As pressure grows on Macau to find new causes of revenue, scion of casino dynasty imagines an alternative future to the other SAR
Sabrina Ho Chiu-yeng is doing what she will to aid Macau diversify. The 26-year-old daughter of Stanley Ho Hung-sun could be also known for gracing society and entertainment pages, in January she organised the first Macau sales by China’s state-owned Poly Auction and then in November held her annual hotel art fair, having already launched an exhibit to market the job of young art graduates in September.


“Macau is changing,” she tells The Collector. “We don’t need to rely just about the gaming industry. We’d like more families in the future for holidays, we should boost our cultural and artistic industries.”
This is a politically correct view to the daughter of an casino magnate. Macau is incorporated in the cross hairs of Beijing’s fight against corruption and capital outflow. The central government started urging the town to relinquish its obsession with the gaming sector, the required taxes from where purchase most public expenditures, back during the boom years, if the “build it and they’re going to come” mentality ruled the casino industry. Today, mainland policies to discourage high rollers combined with a slowing economy have increased pressure to succeed to find new revenues.
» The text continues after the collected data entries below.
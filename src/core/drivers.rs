//! Driver triangles: synthetic seeds for time-cycle influences
//!
//! Drivers reuse the seed pipeline with zeroed slots:
//! - year-only: A=0, B=0, C/D from the target year
//! - month-year: A=0, B=reduced month, C/D from the target year

use chrono::{Datelike, Local};

use crate::core::combine::combine;
use crate::core::date::{parse_date, InvalidDateFormat};
use crate::core::reduce::full_reduce;
use crate::core::triangle::{
    today_triangle, triangle_from_dob, triangle_from_seeds, year_halves,
};
use crate::types::Triangle;

/// Year-only driver for yearly prediction: A=0, B=0
pub fn year_only_triangle(year: u32) -> Triangle {
    let (c, d) = year_halves(year);
    triangle_from_seeds(0, 0, c, d)
}

/// Month-year driver for monthly prediction, month taken from the DOB
pub fn month_year_driver(dob: &str, year: u32) -> Result<Triangle, InvalidDateFormat> {
    let date = parse_date(dob)?;
    Ok(month_year_driver_selected(date.month(), year))
}

/// Month-year driver for a caller-selected month and year
pub fn month_year_driver_selected(month: u32, year: u32) -> Triangle {
    let (c, d) = year_halves(year);
    triangle_from_seeds(0, full_reduce(month), c, d)
}

/// Resolve the right-hand day triangle.
///
/// `None`, an empty string or `"today"` (case-insensitive) resolve to
/// today's triangle labeled DD-MM-YYYY; anything else is parsed as a date
/// and the caller's raw string is echoed back as the label.
pub fn resolve_day(day: Option<&str>) -> Result<(Triangle, String), InvalidDateFormat> {
    match day {
        None => Ok((today_triangle(), today_label())),
        Some(s) if s.trim().is_empty() || s.trim().eq_ignore_ascii_case("today") => {
            Ok((today_triangle(), today_label()))
        }
        Some(s) => Ok((triangle_from_dob(s)?, s.to_string())),
    }
}

fn today_label() -> String {
    Local::now().date_naive().format("%d-%m-%Y").to_string()
}

/// DOB ⊕ day: the active daily pattern
pub fn daily_combined_triangle(
    dob: &str,
    day: Option<&str>,
) -> Result<Triangle, InvalidDateFormat> {
    let left = triangle_from_dob(dob)?;
    let (right, _label) = resolve_day(day)?;
    Ok(combine(&left, &right))
}

/// DOB ⊕ year-only driver: the active yearly pattern
pub fn yearly_combined_triangle(dob: &str, year: u32) -> Result<Triangle, InvalidDateFormat> {
    let left = triangle_from_dob(dob)?;
    Ok(combine(&left, &year_only_triangle(year)))
}

/// DOB ⊕ month-year driver: the active monthly pattern
pub fn monthly_combined_triangle(dob: &str, year: u32) -> Result<Triangle, InvalidDateFormat> {
    let left = triangle_from_dob(dob)?;
    let right = month_year_driver(dob, year)?;
    Ok(combine(&left, &right))
}

/// Mulank and Bhagyank of a DOB: (A, G) of its triangle
pub fn mulank_bhagyank(dob: &str) -> Result<(u8, u8), InvalidDateFormat> {
    let t = triangle_from_dob(dob)?;
    Ok((t.inputs.a, t.layer1.g))
}

// =============================================================================
// TESTS
// =============================================================================

#[cfg(test)]
mod tests {
    use super::*;

    #[test]
    fn test_year_only_zeroes_day_and_month() {
        let t = year_only_triangle(2025);
        assert_eq!(t.inputs.a, 0);
        assert_eq!(t.inputs.b, 0);
        assert!((1..=9).contains(&t.inputs.c));
        assert!((1..=9).contains(&t.inputs.d));
    }

    #[test]
    fn test_year_only_layer1_from_year_halves() {
        // 2025: C = 2, D = reduce(25) = 7, so E = 0, F = 9, G = 9
        let t = year_only_triangle(2025);
        assert_eq!((t.layer1.e, t.layer1.f, t.layer1.g), (0, 9, 9));
    }

    #[test]
    fn test_month_year_driver_takes_month_from_dob() {
        let t = month_year_driver("29-10-2001", 2025).unwrap();
        assert_eq!(t.inputs.a, 0);
        assert_eq!(t.inputs.b, full_reduce(10));
        assert_eq!(t, month_year_driver_selected(10, 2025));
    }

    #[test]
    fn test_resolve_day_today_variants() {
        let (t1, label1) = resolve_day(None).unwrap();
        let (t2, label2) = resolve_day(Some("today")).unwrap();
        let (t3, _) = resolve_day(Some("  TODAY ")).unwrap();
        assert_eq!(t1, t2);
        assert_eq!(t2, t3);
        assert_eq!(label1, label2);
        // DD-MM-YYYY label
        assert_eq!(label1.len(), 10);
    }

    #[test]
    fn test_resolve_day_echoes_caller_string() {
        let (t, label) = resolve_day(Some("29/10/2001")).unwrap();
        assert_eq!(label, "29/10/2001");
        assert_eq!(t, triangle_from_dob("29-10-2001").unwrap());
    }

    #[test]
    fn test_resolve_day_propagates_parse_error() {
        assert!(resolve_day(Some("soon")).is_err());
    }

    #[test]
    fn test_combined_builders_are_deterministic() {
        let y1 = yearly_combined_triangle("29-10-2001", 2025).unwrap();
        let y2 = yearly_combined_triangle("29-10-2001", 2025).unwrap();
        assert_eq!(y1, y2);
        let m1 = monthly_combined_triangle("29-10-2001", 2025).unwrap();
        let m2 = monthly_combined_triangle("29-10-2001", 2025).unwrap();
        assert_eq!(m1, m2);
    }

    #[test]
    fn test_mulank_bhagyank_are_a_and_g() {
        // 29-10-2001: A = 2, G = 6
        assert_eq!(mulank_bhagyank("29-10-2001").unwrap(), (2, 6));
    }
}
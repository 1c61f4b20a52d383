//! Polarity summary over the flattened triangle

use crate::types::{Balance, PolarityDetail, PolaritySummary, Triangle};
use crate::{POLARITY_NEGATIVE, POLARITY_POSITIVE};

/// Classify every cell as positive, negative or neutral and tally a
/// balance verdict.
///
/// Membership is fixed: positive {C,D,F,G}, negative {A,B,E}, everything
/// else neutral.
pub fn summarize_polarity(t: &Triangle) -> PolaritySummary {
    let mut detail = PolarityDetail::default();

    for (label, digit) in t.flatten() {
        if POLARITY_POSITIVE.contains(&label) {
            detail.positive.push((label, digit));
        } else if POLARITY_NEGATIVE.contains(&label) {
            detail.negative.push((label, digit));
        } else {
            detail.neutral.push((label, digit));
        }
    }

    let (positive, negative, neutral) = (
        detail.positive.len(),
        detail.negative.len(),
        detail.neutral.len(),
    );

    let balance = if positive > negative {
        Balance::MostlyPositive
    } else if negative > positive {
        Balance::MostlyNegative
    } else {
        Balance::Neutral
    };

    PolaritySummary {
        positive,
        negative,
        neutral,
        balance,
        detail,
    }
}

// =============================================================================
// TESTS
// =============================================================================

#[cfg(test)]
mod tests {
    use super::*;
    use crate::core::triangle::triangle_from_dob;

    #[test]
    fn test_counts_cover_all_cells() {
        let t = triangle_from_dob("29-10-2001").unwrap();
        let pol = summarize_polarity(&t);
        assert_eq!(pol.positive + pol.negative + pol.neutral, 18);
        assert_eq!(pol.positive, 4);
        assert_eq!(pol.negative, 3);
        assert_eq!(pol.neutral, 11);
    }

    #[test]
    fn test_fixed_memberships_make_balance_positive() {
        // 4 positive vs 3 negative positions for any full triangle
        let t = triangle_from_dob("28-01-2005").unwrap();
        assert_eq!(summarize_polarity(&t).balance, Balance::MostlyPositive);
    }

    #[test]
    fn test_detail_carries_labels_and_digits() {
        let t = triangle_from_dob("29-10-2001").unwrap();
        let pol = summarize_polarity(&t);
        assert!(pol.detail.positive.contains(&('G', t.layer1.g)));
        assert!(pol.detail.negative.contains(&('A', t.inputs.a)));
        assert!(pol.detail.neutral.iter().any(|(l, _)| *l == 'P'));
    }

    #[test]
    fn test_balance_display_strings() {
        assert_eq!(Balance::MostlyPositive.to_string(), "Mostly positive");
        assert_eq!(Balance::MostlyNegative.to_string(), "Mostly negative");
        assert_eq!(Balance::Neutral.to_string(), "Neutral");
    }
}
Fundamental change has been slow in the future. Five casinos have opened since 2012 plus much more are on the best way, including two from branches with the Ho empire – the Grand Lisboa Palace, led by Ho’s mother, Angela Leong On-kei (Stanley’s so-called “fourth wife”), and MGM Cotai, headed by Casino tycoon daughter‘s half-sister Pansy Ho Chiu-king.

So can be Sabrina’s cultural endeavours all just a bit of soppy pr to the clan?
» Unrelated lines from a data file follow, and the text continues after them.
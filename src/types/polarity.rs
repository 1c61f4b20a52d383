//! Polarity summary: positive/negative/neutral classification of cells

use serde::{Deserialize, Serialize};

/// Qualitative balance verdict over the whole triangle
#[derive(Debug, Clone, Copy, PartialEq, Eq, Serialize, Deserialize)]
pub enum Balance {
    #[serde(rename = "Mostly positive")]
    MostlyPositive,
    #[serde(rename = "Mostly negative")]
    MostlyNegative,
    #[serde(rename = "Neutral")]
    Neutral,
}

impl std::fmt::Display for Balance {
    fn fmt(&self, f: &mut std::fmt::Formatter<'_>) -> std::fmt::Result {
        let name = match self {
            Balance::MostlyPositive => "Mostly positive",
            Balance::MostlyNegative => "Mostly negative",
            Balance::Neutral => "Neutral",
        };
        write!(f, "{}", name)
    }
}

/// Per-bucket cell listing: (position letter, digit)
#[derive(Debug, Clone, Default, PartialEq, Eq, Serialize, Deserialize)]
pub struct PolarityDetail {
    pub positive: Vec<(char, u8)>,
    pub negative: Vec<(char, u8)>,
    pub neutral: Vec<(char, u8)>,
}

/// Counts, verdict and detail for one triangle
#[derive(Debug, Clone, PartialEq, Eq, Serialize, Deserialize)]
pub struct PolaritySummary {
    pub positive: usize,
    pub negative: usize,
    pub neutral: usize,
    pub balance: Balance,
    pub detail: PolarityDetail,
}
Well, China’s biggest ah is treat­ing her seriously, and hopes her youthful energy and family connections may help it enter a fresh and wealthy market where no international house carries a presence. In turn, Ho says, she wants the auctions to aid attract tourists and perhaps encourage the city’s 600,000 residents to develop really an interest in culture. Their bond, called Poly Auction Macau, is 51 % belonging to Poly and the rest by Ho’s company, Chiu Yeng Culture.
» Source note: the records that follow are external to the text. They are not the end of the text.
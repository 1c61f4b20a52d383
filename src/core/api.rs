//! HTTP API for Trikona
//!
//! Endpoints (all GET, all stateless):
//! - /health - Health check
//! - /numerology/triangle - DOB triangle
//! - /numerology/person-report - triangle + reads + polarity + signals
//! - /numerology/year-only - year driver triangle
//! - /numerology/yearly - yearly cycle report
//! - /numerology/monthly - monthly cycle report
//! - /numerology/daily - daily cycle report
//! - /numerology/reads - read codes for a DOB
//! - /numerology/polarity - polarity summary for a DOB
//! - /numerology/signals - raw scanner output for a feature

use axum::{
    extract::Query,
    http::StatusCode,
    response::{IntoResponse, Json, Response},
    routing::get,
    Router,
};
use serde::{Deserialize, Serialize};

use crate::core::date::InvalidDateFormat;
use crate::core::drivers::year_only_triangle;
use crate::core::polarity::summarize_polarity;
use crate::core::reads::build_reads;
use crate::core::report::{daily_report, monthly_report, person_report, yearly_report};
use crate::core::scanner::scan_special_signals;
use crate::core::triangle::triangle_from_dob;
use crate::types::{PolaritySummary, Reads, SignalBundle, Triangle};

/// JSON error body for rejected requests
#[derive(Debug, Serialize)]
pub struct ApiError {
    pub error: String,
}

impl From<InvalidDateFormat> for ApiError {
    fn from(err: InvalidDateFormat) -> Self {
        Self { error: err.to_string() }
    }
}

impl IntoResponse for ApiError {
    fn into_response(self) -> Response {
        (StatusCode::UNPROCESSABLE_ENTITY, Json(self)).into_response()
    }
}

#[derive(Debug, Deserialize)]
pub struct DobQuery {
    pub dob: String,
}

#[derive(Debug, Deserialize)]
pub struct YearQuery {
    pub year: u32,
}

#[derive(Debug, Deserialize)]
pub struct CycleQuery {
    pub dob: String,
    pub year: u32,
    pub month: Option<u32>,
}

#[derive(Debug, Deserialize)]
pub struct DayQuery {
    pub dob: String,
    pub day: Option<String>,
}

#[derive(Debug, Deserialize)]
pub struct SignalsQuery {
    pub dob: String,
    pub feature: String,
}

/// Health response
#[derive(Debug, Serialize)]
pub struct HealthResponse {
    pub status: String,
    pub version: String,
}

/// Create the API router
pub fn create_router() -> Router {
    Router::new()
        .route("/health", get(health))
        .route("/numerology/triangle", get(triangle_json))
        .route("/numerology/person-report", get(person_report_json))
        .route("/numerology/year-only", get(year_only_json))
        .route("/numerology/yearly", get(yearly_json))
        .route("/numerology/monthly", get(monthly_json))
        .route("/numerology/daily", get(daily_json))
        .route("/numerology/reads", get(reads_json))
        .route("/numerology/polarity", get(polarity_json))
        .route("/numerology/signals", get(signals_json))
}

/// Health check endpoint
async fn health() -> Json<HealthResponse> {
    Json(HealthResponse {
        status: "ok".to_string(),
        version: crate::VERSION.to_string(),
    })
}

async fn triangle_json(Query(q): Query<DobQuery>) -> Result<Json<Triangle>, ApiError> {
    Ok(Json(triangle_from_dob(&q.dob)?))
}

async fn person_report_json(
    Query(q): Query<DobQuery>,
) -> Result<Json<crate::core::report::PersonReport>, ApiError> {
    Ok(Json(person_report(&q.dob)?))
}

async fn year_only_json(Query(q): Query<YearQuery>) -> Json<Triangle> {
    Json(year_only_triangle(q.year))
}

async fn yearly_json(
    Query(q): Query<CycleQuery>,
) -> Result<Json<crate::core::report::CycleReport>, ApiError> {
    Ok(Json(yearly_report(&q.dob, q.year)?))
}

async fn monthly_json(
    Query(q): Query<CycleQuery>,
) -> Result<Json<crate::core::report::CycleReport>, ApiError> {
    Ok(Json(monthly_report(&q.dob, q.year, q.month)?))
}

async fn daily_json(
    Query(q): Query<DayQuery>,
) -> Result<Json<crate::core::report::CycleReport>, ApiError> {
    Ok(Json(daily_report(&q.dob, q.day.as_deref())?))
}

async fn reads_json(Query(q): Query<DobQuery>) -> Result<Json<Reads>, ApiError> {
    let t = triangle_from_dob(&q.dob)?;
    Ok(Json(build_reads(&t)))
}

async fn polarity_json(Query(q): Query<DobQuery>) -> Result<Json<PolaritySummary>, ApiError> {
    let t = triangle_from_dob(&q.dob)?;
    Ok(Json(summarize_polarity(&t)))
}

/// Raw scanner output; `null` when nothing matched (including unknown
/// feature strings)
async fn signals_json(
    Query(q): Query<SignalsQuery>,
) -> Result<Json<Option<SignalBundle>>, ApiError> {
    let t = triangle_from_dob(&q.dob)?;
    Ok(Json(scan_special_signals(&q.feature, &t, None)))
}

/// Run the API server
pub async fn run_server(addr: &str) -> Result<(), Box<dyn std::error::Error>> {
    let router = create_router();
    let listener = tokio::net::TcpListener::bind(addr).await?;
    println!("Trikona API running on {}", addr);
    println!("  GET /health                    - Health check");
    println!("  GET /numerology/triangle       - DOB triangle");
    println!("  GET /numerology/person-report  - Full single-person report");
    println!("  GET /numerology/year-only      - Year driver triangle");
    println!("  GET /numerology/yearly         - Yearly cycle report");
    println!("  GET /numerology/monthly        - Monthly cycle report");
    println!("  GET /numerology/daily          - Daily cycle report");
    println!("  GET /numerology/reads          - Read codes");
    println!("  GET /numerology/polarity       - Polarity summary");
    println!("  GET /numerology/signals        - Raw scanner output");
    axum::serve(listener, router).await?;
    Ok(())
}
Ho spent my youth encompassed by art and also other collectables belonging to her parents but she actually is fairly new for the auctions business. After graduating having an arts degree from your University of Hong Kong, in 2013, she labored on the branding and marketing side with the family’s hotel and property businesses. “But I like art i asked Poly basically will work part time within their Hong Kong office, to find out about the auction world,” she says.